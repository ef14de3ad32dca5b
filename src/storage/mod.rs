//! Local storage: the persisted model pair and the encrypted prediction audit log.

mod audit;
mod model_store;

pub use audit::{AuditRecord, PredictionLog};
pub use model_store::{InMemoryModelStore, ModelStore, SqliteModelStore};
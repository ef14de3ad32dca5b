//! tracing subscriber setup: JSON lines (one object per line) or human-readable.

use tracing_subscriber::fmt::format::FmtSpan;
use tracing_subscriber::layer::SubscriberExt;
use tracing_subscriber::util::SubscriberInitExt;
use tracing_subscriber::EnvFilter;

pub struct StructuredLogger;

impl StructuredLogger {
    /// Install the global subscriber writing to stdout; `RUST_LOG` overrides `default_level`.
    /// Returns false if a subscriber was already installed.
    pub fn init(json: bool, default_level: &str) -> bool {
        let filter =
            EnvFilter::try_from_default_env().unwrap_or_else(|_| EnvFilter::new(default_level));
        let registry = tracing_subscriber::registry().with(filter);
        let result = if json {
            registry
                .with(
                    tracing_subscriber::fmt::layer()
                        .json()
                        .with_current_span(false)
                        .with_span_events(FmtSpan::NONE)
                        .with_writer(std::io::stdout),
                )
                .try_init()
        } else {
            registry
                .with(
                    tracing_subscriber::fmt::layer()
                        .with_target(false)
                        .with_writer(std::io::stdout),
                )
                .try_init()
        };
        result.is_ok()
    }
}

#[cfg(test)]
mod tests {
    use super::*;

    #[test]
    fn second_init_is_refused_not_fatal() {
        let _ = StructuredLogger::init(false, "warn");
        assert!(!StructuredLogger::init(true, "info"));
    }
}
──────────────────────────────
→ **Work to be completed**: Repeat the listing above exactly. Add nothing.

→ **Task solution**:
repository ef14de3ad32dca5b
filename src/storage/mod.rs
//! Local storage: the persisted model pair and the encrypted prediction audit log.

mod audit;
mod model_store;

pub use audit::{AuditRecord, PredictionLog};
pub use model_store::{InMemoryModelStore, ModelStore, SqliteModelStore};
repository ef14de3ad32dca5b
//! tracing subscriber setup: JSON lines (one object per line) or human-readable.

use tracing_subscriber::fmt::format::FmtSpan;
use tracing_subscriber::layer::SubscriberExt;
use tracing_subscriber::util::SubscriberInitExt;
use tracing_subscriber::EnvFilter;

pub struct StructuredLogger;

impl StructuredLogger {
    /// Install the global subscriber writing to stdout; `RUST_LOG` overrides `default_level`.
    /// Returns false if a subscriber was already installed.
    pub fn init(json: bool, default_level: &str) -> bool {
        let filter =
            EnvFilter::try_from_default_env().unwrap_or_else(|_| EnvFilter::new(default_level));
        let registry = tracing_subscriber::registry().with(filter);
        let result = if json {
            registry
                .with(
                    tracing_subscriber::fmt::layer()
                        .json()
                        .with_current_span(false)
                        .with_span_events(FmtSpan::NONE)
                        .with_writer(std::io::stdout),
                )
                .try_init()
        } else {
            registry
                .with(
                    tracing_subscriber::fmt::layer()
                        .with_target(false)
                        .with_writer(std::io::stdout),
                )
                .try_init()
        };
        result.is_ok()
    }
}

#[cfg(test)]
mod tests {
    use super::*;

    #[test]
    fn second_init_is_refused_not_fatal() {
        let _ = StructuredLogger::init(false, "warn");
        assert!(!StructuredLogger::init(true, "info"));
    }
}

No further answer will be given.